One of the most significant difficulties faced when attempting to create artificial spider silk is the need to create β-nanocrystals, which contribute to its strength. ‘Spiders have figured out how to spin fibres with a desirable amount of nanocrystals,’ Zhang said. ‘But when humans use artificial spinning processes, the amount of nanocrystals in a synthetic silk fibre is often lower than its natural counterpart.’
The team solved the problem by redesigning the silk’s genetic sequence, introducing amyloid sequences that have a high tendency to form β-nanocrystals to create a series of different polymeric amyloid proteins using three well-studied amyloid sequences as representatives.The resulting proteins had fewer repetitive amino acid sequences than natural spider silk, making them easier to produce using engineered bacteria.
The resulting fibre exhibited gigapascal strength (a measure of how much force is needed to break a fibre of fixed diameter), which is stronger than common steel.
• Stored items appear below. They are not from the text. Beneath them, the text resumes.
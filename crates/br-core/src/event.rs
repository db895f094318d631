//! Logged entries and the owner-scoped ordered log.

use chrono::{DateTime, Utc};
use serde::{Deserialize, Serialize};

use crate::category::Category;
use crate::types::{EventId, OwnerId};

/// A single logged entry.
///
/// Created on form submission and deleted by id; never mutated in place.
#[derive(Debug, Clone, PartialEq, Eq, Serialize, Deserialize)]
pub struct Event {
    /// Store-assigned identifier.
    pub id: EventId,
    /// Owner of the log this entry belongs to.
    pub owner: OwnerId,
    /// When the entry happened.
    pub timestamp: DateTime<Utc>,
    /// What kind of entry this is.
    pub category: Category,
}

impl Event {
    /// Whether this entry marks the start of tracking.
    pub const fn is_anchor_marker(&self) -> bool {
        self.category.is_origin()
    }
}

/// Sorts a log so the most recent entry comes first.
///
/// Ties on timestamp fall back to id so the order is stable across reloads.
pub fn sort_descending(log: &mut [Event]) {
    log.sort_by(|a, b| {
        b.timestamp
            .cmp(&a.timestamp)
            .then_with(|| b.id.as_str().cmp(a.id.as_str()))
    });
}

#[cfg(test)]
mod tests {
    use super::*;
    use chrono::TimeZone;

    fn event(id: &str, hour: u32, category: Category) -> Event {
        Event {
            id: EventId::new(id).unwrap(),
            owner: OwnerId::new("owner").unwrap(),
            timestamp: Utc.with_ymd_and_hms(2024, 1, 1, hour, 0, 0).unwrap(),
            category,
        }
    }

    #[test]
    fn event_serialization_roundtrip() {
        let event = event("e-1", 3, Category::Porno);

        let json = serde_json::to_string(&event).unwrap();
        let parsed: Event = serde_json::from_str(&json).unwrap();

        assert_eq!(parsed, event);
    }

    #[test]
    fn event_rejects_empty_ids() {
        let json = r#"{
            "id": "",
            "owner": "owner",
            "timestamp": "2024-01-01T00:00:00Z",
            "category": "TikTok"
        }"#;
        let result: Result<Event, _> = serde_json::from_str(json);
        assert!(result.is_err());
    }

    #[test]
    fn sort_descending_puts_latest_first() {
        let mut log = vec![
            event("a", 1, Category::Origin),
            event("b", 5, Category::TikTok),
            event("c", 3, Category::Imagination),
        ];
        sort_descending(&mut log);
        let ids: Vec<_> = log.iter().map(|e| e.id.as_str()).collect();
        assert_eq!(ids, vec!["b", "c", "a"]);
        assert!(log[2].is_anchor_marker());
    }
}
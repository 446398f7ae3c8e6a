//! Macros and other utility code.

/// This should be used for every write to stdout.
#[macro_export]
macro_rules! puts {
    ($($arg:tt)*) => ({
        use std::io::Write;
        match write!(std::io::stdout(), $($arg)*) {
            Ok(()) => (),
            // Don't panic on SIGPIPE.
            Err(ref err) if err.kind() == std::io::ErrorKind::BrokenPipe => std::process::exit(141),
            Err(ref err) => panic!("{}", err),
        };
    })
}

/// Print a formatted message based on verbosity level
#[macro_export]
macro_rules! _log {
    ($verbosity:expr, $level:expr, $($arg:tt)*) => {
        if $crate::config::ENABLE_LOGGING && $level <= $verbosity {
            $crate::puts!($($arg)*);
            $crate::puts!("\n");
        }
    };
}

/// Print to stdout, prefixed by "c ".
#[macro_export]
macro_rules! comment {
    ($($arg:tt)*) => ({
        $crate::puts!("c ");
        $crate::puts!($($arg)*);
        $crate::puts!("\n");
    })
}

/// Print to stdout with yellow font color.
#[macro_export]
macro_rules! warn {
    ($($arg:tt)*) => ({
        let style = $crate::output::warning_style();
        $crate::puts!("{}", style.paint("Warning: "));
        $crate::puts!("{}\n", style.paint(format!($($arg)*)));
    })
}

/// Report a fatal error and exit.
#[macro_export]
macro_rules! die {
    ($($arg:tt)*) => ({
        let style = $crate::output::error_style();
        $crate::puts!("{}", style.paint("Error: "));
        $crate::puts!("{}\n", style.paint(format!($($arg)*)));
        std::process::exit(2);
    })
}

/// Native assertions cannot be disabled, that's why why prefer to use this
/// macro.
#[macro_export]
macro_rules! invariant {
    ($($arg:tt)*) => ({
        if $crate::config::CHECK_INVARIANTS {
            assert!($($arg)*);
        }
    })
}

/// Like invariant, but for preconditions.
#[macro_export]
macro_rules! requires {
    ($($arg:tt)*) => ({
        if $crate::config::CHECK_PRECONDITIONS {
            assert!($($arg)*);
        }
    })
}
//! Internal modules for ratify

pub mod config;
#[macro_use]
pub mod macros;
pub mod output;
pub mod literal;
#[macro_use]
pub mod formula;
pub mod input;
pub mod parser;
pub mod propagate;
pub mod rat;
pub mod verifier;
pub mod sick;
pub mod generate;
pub mod brute;
//! The resolution asymmetric tautology check

use crate::{
    formula::{Clause, Formula},
    literal::Literal,
    propagate::propagate,
};

/// Check whether `clause` is a resolution asymmetric tautology on `pivot`
/// with respect to `formula`.
///
/// For every clause of the formula containing the negated pivot, resolving
/// it with `clause` on the pivot and assuming the negation of the resolvent
/// must let unit propagation derive a conflict. Vacuously true when no
/// clause contains the negated pivot.
///
/// # Panics
/// `pivot` must be a member of `clause`; violating this is a caller bug.
pub fn has_rat(formula: &Formula, clause: &Clause, pivot: Literal) -> bool {
    rat_counterexample(formula, clause, pivot).is_none()
}

/// Like [has_rat], but return the first resolution candidate whose trial
/// fails to produce a conflict. Used to report rejections.
pub fn rat_counterexample(formula: &Formula, clause: &Clause, pivot: Literal) -> Option<Clause> {
    requires!(clause.contains(pivot));
    formula
        .clauses()
        .iter()
        .filter(|candidate| candidate.contains(-pivot))
        .find(|candidate| !resolvent_conflicts(formula, clause, candidate, pivot))
        .cloned()
}

/// Run one trial: negate the resolvent of `clause` and `candidate` on
/// `pivot` into unit clauses and propagate them together with the formula.
///
/// Each trial reads the same snapshot of the formula; trials do not see
/// each other's assumptions.
pub(crate) fn resolvent_conflicts(
    formula: &Formula,
    clause: &Clause,
    candidate: &Clause,
    pivot: Literal,
) -> bool {
    let mut resolvent = clause.clone();
    for &literal in candidate.literals() {
        if literal != -pivot && !resolvent.contains(literal) {
            resolvent.push(literal);
        }
    }
    invariant!(resolvent.contains(pivot));
    let mut trial = formula.clone();
    for unit in resolvent.negated_units() {
        trial.add(unit);
    }
    propagate(trial).has_empty_clause()
}

#[cfg(test)]
mod tests {
    use super::*;
    use crate::literal::Literal;

    #[test]
    fn vacuously_true_without_negated_pivot() {
        let formula = formula![[1, 2], [2, 3]];
        assert!(has_rat(&formula, &clause!(1, 4), Literal::new(4)));
    }

    #[test]
    fn unit_against_its_negation_is_not_rat() {
        let formula = formula![[1]];
        assert!(!has_rat(&formula, &clause!(-1), Literal::new(-1)));
        assert_eq!(
            rat_counterexample(&formula, &clause!(-1), Literal::new(-1)),
            Some(clause!(1))
        );
    }

    #[test]
    fn unit_with_three_resolution_candidates_is_rat() {
        // Every resolvent of !x1 with the three clauses containing x1
        // propagates to a conflict.
        let formula = formula![
            [1, 2, -3],
            [-1, -2, 3],
            [2, 3, -4],
            [-2, -3, 4],
            [1, 3, 4],
            [-1, -3, -4],
            [-1, 2, 4],
            [1, -2, -4],
        ];
        assert!(has_rat(&formula, &clause!(-1), Literal::new(-1)));
    }

    #[test]
    #[should_panic]
    fn pivot_must_be_in_the_clause() {
        let formula = formula![[1, 2]];
        has_rat(&formula, &clause!(1), Literal::new(2));
    }
}
//! Clause, formula and proof representations
//!
//! Clauses and formulas are kept in insertion order because proofs care
//! about positions (the first literal of a proof clause is its pivot), but
//! they compare as sets: clause equality ignores literal order and
//! duplicates, and formulas collapse duplicate clauses on demand.

use crate::literal::{Literal, Variable};
use serde_derive::{Deserialize, Serialize};
use std::{
    collections::HashSet,
    fmt,
    fmt::Display,
    hash::{Hash, Hasher},
};

/// A disjunction of literals.
#[derive(Debug, Clone, Default, Serialize, Deserialize)]
#[serde(transparent)]
pub struct Clause {
    literals: Vec<Literal>,
}

impl Clause {
    pub fn new(literals: Vec<Literal>) -> Clause {
        Clause { literals }
    }
    /// The empty clause, representing a derived contradiction.
    pub fn empty() -> Clause {
        Clause::default()
    }
    pub fn len(&self) -> usize {
        self.literals.len()
    }
    pub fn is_empty(&self) -> bool {
        self.literals.is_empty()
    }
    pub fn literals(&self) -> &[Literal] {
        &self.literals
    }
    /// The first literal as listed; doubles as the pivot of proof clauses.
    pub fn first(&self) -> Option<Literal> {
        self.literals.first().cloned()
    }
    /// The forced literal if this is a unit clause.
    pub fn unit(&self) -> Option<Literal> {
        if self.literals.len() == 1 {
            Some(self.literals[0])
        } else {
            None
        }
    }
    pub fn contains(&self, literal: Literal) -> bool {
        self.literals.contains(&literal)
    }
    pub fn push(&mut self, literal: Literal) {
        self.literals.push(literal);
    }
    /// Remove the first occurrence of `literal`, returning true if it was present.
    pub fn remove_one(&mut self, literal: Literal) -> bool {
        match self.literals.iter().position(|&other| other == literal) {
            Some(offset) => {
                self.literals.remove(offset);
                true
            }
            None => false,
        }
    }
    /// The negation of this clause as one unit clause per literal.
    ///
    /// Adding these units to a formula asserts that every literal of the
    /// clause is false.
    pub fn negated_units(&self) -> impl Iterator<Item = Clause> + '_ {
        self.literals
            .iter()
            .map(|&literal| Clause::new(vec![-literal]))
    }
    /// The literals sorted with duplicates removed; the set underlying
    /// equality and hashing.
    fn normalized(&self) -> Vec<Literal> {
        let mut literals = self.literals.clone();
        literals.sort();
        literals.dedup();
        literals
    }
}

impl PartialEq for Clause {
    fn eq(&self, other: &Clause) -> bool {
        self.normalized() == other.normalized()
    }
}

impl Eq for Clause {}

impl Hash for Clause {
    fn hash<H: Hasher>(&self, hasher: &mut H) {
        self.normalized().hash(hasher);
    }
}

/// Write the literals in DIMACS convention, with a terminating 0.
impl Display for Clause {
    fn fmt(&self, f: &mut fmt::Formatter) -> fmt::Result {
        for &literal in &self.literals {
            write!(f, "{} ", literal)?;
        }
        write!(f, "0")
    }
}

/// A conjunction of clauses.
///
/// Equality compares the clause sequence only; the variable bound is a
/// bookkeeping value that grows monotonically and never shrinks when
/// clauses are simplified away.
#[derive(Debug, Clone, Default)]
pub struct Formula {
    clauses: Vec<Clause>,
    maxvar: Variable,
}

impl Formula {
    pub fn new() -> Formula {
        Formula::default()
    }
    pub fn from_clauses(clauses: Vec<Clause>) -> Formula {
        let mut formula = Formula::new();
        for clause in clauses {
            formula.add(clause);
        }
        formula
    }
    pub(crate) fn from_parts(clauses: Vec<Clause>, maxvar: Variable) -> Formula {
        Formula { clauses, maxvar }
    }
    pub fn len(&self) -> usize {
        self.clauses.len()
    }
    pub fn is_empty(&self) -> bool {
        self.clauses.is_empty()
    }
    pub fn clauses(&self) -> &[Clause] {
        &self.clauses
    }
    pub(crate) fn into_clauses(self) -> Vec<Clause> {
        self.clauses
    }
    /// The largest variable seen in any clause or declared by a header.
    pub fn maxvar(&self) -> Variable {
        self.maxvar
    }
    /// Raise the variable bound, typically from a DIMACS header.
    pub fn ensure_maxvar(&mut self, variable: Variable) {
        if variable > self.maxvar {
            self.maxvar = variable;
        }
    }
    /// Append a clause, keeping the variable bound up to date.
    pub fn add(&mut self, clause: Clause) {
        for &literal in clause.literals() {
            self.ensure_maxvar(literal.variable());
        }
        self.clauses.push(clause);
    }
    /// True if a conflict has been derived.
    pub fn has_empty_clause(&self) -> bool {
        self.clauses.iter().any(Clause::is_empty)
    }
    /// Drop clauses equal (as literal sets) to an earlier one, preserving
    /// first-occurrence order.
    pub fn dedupe(&mut self) {
        let mut seen = HashSet::with_capacity(self.clauses.len());
        self.clauses.retain(|clause| seen.insert(clause.normalized()));
    }
}

impl PartialEq for Formula {
    fn eq(&self, other: &Formula) -> bool {
        self.clauses == other.clauses
    }
}

impl Eq for Formula {}

/// Write the formula in DIMACS format, one clause per line.
impl Display for Formula {
    fn fmt(&self, f: &mut fmt::Formatter) -> fmt::Result {
        writeln!(f, "p cnf {} {}", self.maxvar, self.clauses.len())?;
        for clause in &self.clauses {
            writeln!(f, "{}", clause)?;
        }
        Ok(())
    }
}

/// An ordered sequence of clause introductions claimed by a prover.
///
/// The empty clause claims that a contradiction has been derived; a proof
/// without one is incomplete and will not verify.
#[derive(Debug, Clone, Default, PartialEq, Eq)]
pub struct Proof {
    steps: Vec<Clause>,
}

impl Proof {
    pub fn new() -> Proof {
        Proof::default()
    }
    pub fn from_clauses(steps: Vec<Clause>) -> Proof {
        Proof { steps }
    }
    pub fn steps(&self) -> &[Clause] {
        &self.steps
    }
    pub fn len(&self) -> usize {
        self.steps.len()
    }
    pub fn is_empty(&self) -> bool {
        self.steps.is_empty()
    }
    pub fn push(&mut self, clause: Clause) {
        self.steps.push(clause);
    }
}

/// Construct a clause from signed integer literals.
#[macro_export]
macro_rules! clause {
    ($($literal:expr),* $(,)?) => (
        $crate::formula::Clause::new(vec![$($crate::literal::Literal::new($literal)),*])
    );
}

/// Construct a formula from clauses of signed integer literals.
#[macro_export]
macro_rules! formula {
    ($([$($literal:expr),* $(,)?]),* $(,)?) => (
        $crate::formula::Formula::from_clauses(vec![$($crate::clause!($($literal),*)),*])
    );
}

/// Construct a proof from clauses of signed integer literals.
#[macro_export]
macro_rules! proof {
    ($([$($literal:expr),* $(,)?]),* $(,)?) => (
        $crate::formula::Proof::from_clauses(vec![$($crate::clause!($($literal),*)),*])
    );
}

#[cfg(test)]
mod tests {
    use super::*;

    #[test]
    fn clause_equality_is_set_equality() {
        assert_eq!(clause!(1, 2, 3), clause!(3, 1, 2));
        assert_eq!(clause!(1, 1, 2), clause!(2, 1));
        assert_ne!(clause!(1, 2), clause!(1, -2));
        assert_eq!(clause!(), Clause::empty());
    }

    #[test]
    fn dedupe_keeps_first_occurrence_order() {
        let mut formula = formula![[1, 2], [2, 1], [-1], [1, 2, 3], [-1]];
        formula.dedupe();
        assert_eq!(formula, formula![[1, 2], [-1], [1, 2, 3]]);
    }

    #[test]
    fn negated_units_falsify_every_literal() {
        let negation: Vec<Clause> = clause!(1, -2, 3).negated_units().collect();
        assert_eq!(negation, vec![clause!(-1), clause!(2), clause!(-3)]);
        assert_eq!(Clause::empty().negated_units().count(), 0);
    }

    #[test]
    fn maxvar_tracks_added_clauses() {
        let mut formula = Formula::new();
        assert_eq!(formula.maxvar(), Variable::new(0));
        formula.add(clause!(-4, 2));
        assert_eq!(formula.maxvar(), Variable::new(4));
        formula.add(clause!(1));
        assert_eq!(formula.maxvar(), Variable::new(4));
    }
}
Its toughness (a measure of how much energy is needed to break a fibre) was higher than Kevlar and all previous recombinant silk fibres. Both strength and toughness were also higher than values reported for some natural spider silk fibres.
Having explored only three of thousands of different amyloid sequences that could potentially be used to produce silk with further enhanced properties, the researchers say that this work is only the beginning. ‘There seem to be unlimited possibilities in engineering high-performance materials using our platform,’ said Jingyao Li, a PhD student in Zhang’s lab. ‘It’s likely that you can use other sequences, put them into our design and also get a performance-enhanced fibre.’
‘This demonstrates that we can engineer biology to produce materials that beat the best material in nature,’ Zhang said.